__Your objective__: Exactly how many lines in the entries contain "Busy"? Give that number alone.

__Data__:
"""

//! kfetch 字符设备
//!
//! 设备同一时刻只允许一个打开者。打开成功返回 [`KfetchFile`]，
//! 读取产生一份按当前掩码渲染的快照，写入更新掩码。
//! 句柄析构时自动归还设备。

use alloc::sync::Arc;
use lazy_static::lazy_static;
use sync::{AccessGate, AccessToken, SpinLock};
use uapi::kfetch::KFETCH_DEV_NAME;

use crate::error::KfetchError;
use crate::mask::MaskStore;
use crate::metrics::HostMetrics;
use crate::ops::kfetch_ops;
use crate::snapshot::{SnapshotBuf, render};

/// kfetch 字符设备
///
/// 持有独占访问门与当前信息掩码。设备常驻，打开状态由访问门管理，
/// 掩码跨打开会话保留。
#[derive(Debug)]
pub struct KfetchDevice {
    /// 独占访问门
    gate: Arc<AccessGate>,

    /// 当前信息掩码
    mask: MaskStore,
}

impl KfetchDevice {
    /// 创建设备实例
    pub fn new() -> Arc<Self> {
        Arc::new(Self {
            gate: AccessGate::new(),
            mask: MaskStore::new(),
        })
    }

    /// 设备名
    pub fn name(&self) -> &'static str {
        KFETCH_DEV_NAME
    }

    /// 设备当前是否被某个句柄持有
    pub fn is_open(&self) -> bool {
        self.gate.is_held()
    }

    /// 打开设备
    ///
    /// 设备空闲时返回文件句柄，已被占用时返回 [`KfetchError::Busy`]。
    pub fn open(self: &Arc<Self>) -> Result<KfetchFile, KfetchError> {
        let token = match self.gate.try_acquire() {
            Some(token) => token,
            None => {
                log::warn!("kfetch: device already in use");
                return Err(KfetchError::Busy);
            }
        };

        Ok(KfetchFile {
            device: Arc::clone(self),
            _token: token,
            scratch: SpinLock::new(SnapshotBuf::new()),
        })
    }
}

/// 打开的 kfetch 文件句柄
///
/// 句柄存活期间独占设备，析构时释放访问令牌。
#[derive(Debug)]
pub struct KfetchFile {
    /// 所属设备
    device: Arc<KfetchDevice>,

    /// 独占访问令牌，随句柄析构释放
    _token: AccessToken,

    /// 快照暂存缓冲区，跨多次读取复用
    scratch: SpinLock<SnapshotBuf>,
}

impl KfetchFile {
    /// 读取一份系统信息快照
    ///
    /// 每次读取重新采样并按当前掩码渲染，实际拷贝
    /// `min(buf.len(), 快照长度)` 字节并返回该长度。
    pub fn read(&self, buf: &mut [u8]) -> Result<usize, KfetchError> {
        let ops = kfetch_ops();
        let metrics = HostMetrics::sample(ops);

        let mut scratch = self.scratch.lock();
        render(self.device.mask.get(), &metrics, &mut scratch);
        if scratch.is_truncated() {
            log::warn!("kfetch: snapshot truncated to {} bytes", scratch.len());
        }

        let count = buf.len().min(scratch.len());
        if !ops.copy_to_caller(&mut buf[..count], &scratch.as_bytes()[..count]) {
            log::warn!("kfetch: failed to copy snapshot to caller");
            return Err(KfetchError::BadAddress);
        }
        Ok(count)
    }

    /// 写入新的信息掩码
    ///
    /// 载荷必须恰好为 4 字节（本机字节序的 `u32`）。掩码越界时保持
    /// 原值不变并返回 [`KfetchError::InvalidArgument`]。
    pub fn write(&self, buf: &[u8]) -> Result<usize, KfetchError> {
        let mut raw = [0u8; core::mem::size_of::<u32>()];
        if buf.len() != raw.len() {
            log::warn!(
                "kfetch: mask write expects {} bytes, got {}",
                raw.len(),
                buf.len()
            );
            return Err(KfetchError::InvalidArgument);
        }

        if !kfetch_ops().copy_from_caller(&mut raw, buf) {
            log::warn!("kfetch: failed to copy mask from caller");
            return Err(KfetchError::BadAddress);
        }

        let value = u32::from_ne_bytes(raw);
        if let Err(e) = self.device.mask.set(value) {
            log::warn!("kfetch: rejecting information mask {:#x}", value);
            return Err(e);
        }
        log::debug!("kfetch: information mask set to {:#x}", value);
        Ok(buf.len())
    }
}

lazy_static! {
    /// 全局 kfetch 设备实例
    pub static ref KFETCH: Arc<KfetchDevice> = KfetchDevice::new();
}

#[cfg(test)]
mod tests {
    use alloc::string::{String, ToString};
    use uapi::kfetch::{InfoMask, KFETCH_BUF_SIZE};

    use super::*;

    fn read_to_string(file: &KfetchFile) -> String {
        let mut buf = [0u8; KFETCH_BUF_SIZE];
        let n = file.read(&mut buf).unwrap();
        core::str::from_utf8(&buf[..n]).unwrap().to_string()
    }

    #[test]
    fn test_open_is_exclusive() {
        let device = KfetchDevice::new();
        let _file = device.open().unwrap();
        assert!(device.is_open());
        assert_eq!(device.open().unwrap_err(), KfetchError::Busy);
    }

    #[test]
    fn test_reopen_after_drop() {
        let device = KfetchDevice::new();
        let file = device.open().unwrap();
        drop(file);
        assert!(!device.is_open());
        assert!(device.open().is_ok());
    }

    #[test]
    fn test_read_reports_copied_length() {
        let device = KfetchDevice::new();
        let file = device.open().unwrap();

        let mut full = [0u8; KFETCH_BUF_SIZE];
        let full_len = file.read(&mut full).unwrap();
        assert!(full_len > 0 && full_len < KFETCH_BUF_SIZE);

        // A smaller caller buffer gets a prefix of the same snapshot.
        let mut small = [0u8; 16];
        let small_len = file.read(&mut small).unwrap();
        assert_eq!(small_len, 16);
        assert_eq!(&small[..], &full[..16]);
    }

    #[test]
    fn test_write_reshapes_snapshot() {
        let device = KfetchDevice::new();
        let file = device.open().unwrap();

        let mask = InfoMask::RELEASE | InfoMask::MEM;
        assert_eq!(file.write(&mask.bits().to_ne_bytes()).unwrap(), 4);

        let text = read_to_string(&file);
        assert!(text.contains("Kernel: 0.1.0"));
        assert!(text.contains("Mem:    128 MB / 512 MB"));
        assert!(!text.contains("Procs:"));
        assert!(!text.contains("uptime:"));
    }

    #[test]
    fn test_write_rejects_wrong_length() {
        let device = KfetchDevice::new();
        let file = device.open().unwrap();

        for payload in [&[0u8; 0][..], &[1u8][..], &[1, 2, 3][..], &[0; 5][..], &[0; 8][..]] {
            assert_eq!(
                file.write(payload).unwrap_err(),
                KfetchError::InvalidArgument
            );
        }

        // The default mask survives the failed writes.
        let text = read_to_string(&file);
        assert!(text.contains("Kernel:"));
        assert!(text.contains("uptime:"));
    }

    #[test]
    fn test_invalid_mask_keeps_previous_value() {
        let device = KfetchDevice::new();
        let file = device.open().unwrap();

        file.write(&InfoMask::RELEASE.bits().to_ne_bytes()).unwrap();

        let bad = 1u32 << 6;
        assert_eq!(
            file.write(&bad.to_ne_bytes()).unwrap_err(),
            KfetchError::InvalidArgument
        );

        let text = read_to_string(&file);
        assert!(text.contains("Kernel: 0.1.0"));
        assert!(!text.contains("Mem:"));
    }

    #[test]
    fn test_mask_survives_reopen() {
        let device = KfetchDevice::new();

        let file = device.open().unwrap();
        file.write(&InfoMask::NUM_PROCS.bits().to_ne_bytes()).unwrap();
        drop(file);

        let file = device.open().unwrap();
        let text = read_to_string(&file);
        assert!(text.contains("Procs:  3"));
        assert!(!text.contains("Kernel:"));
    }

    #[test]
    fn test_device_name() {
        let device = KfetchDevice::new();
        assert_eq!(device.name(), KFETCH_DEV_NAME);
    }
}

"""

__Task answer__: 3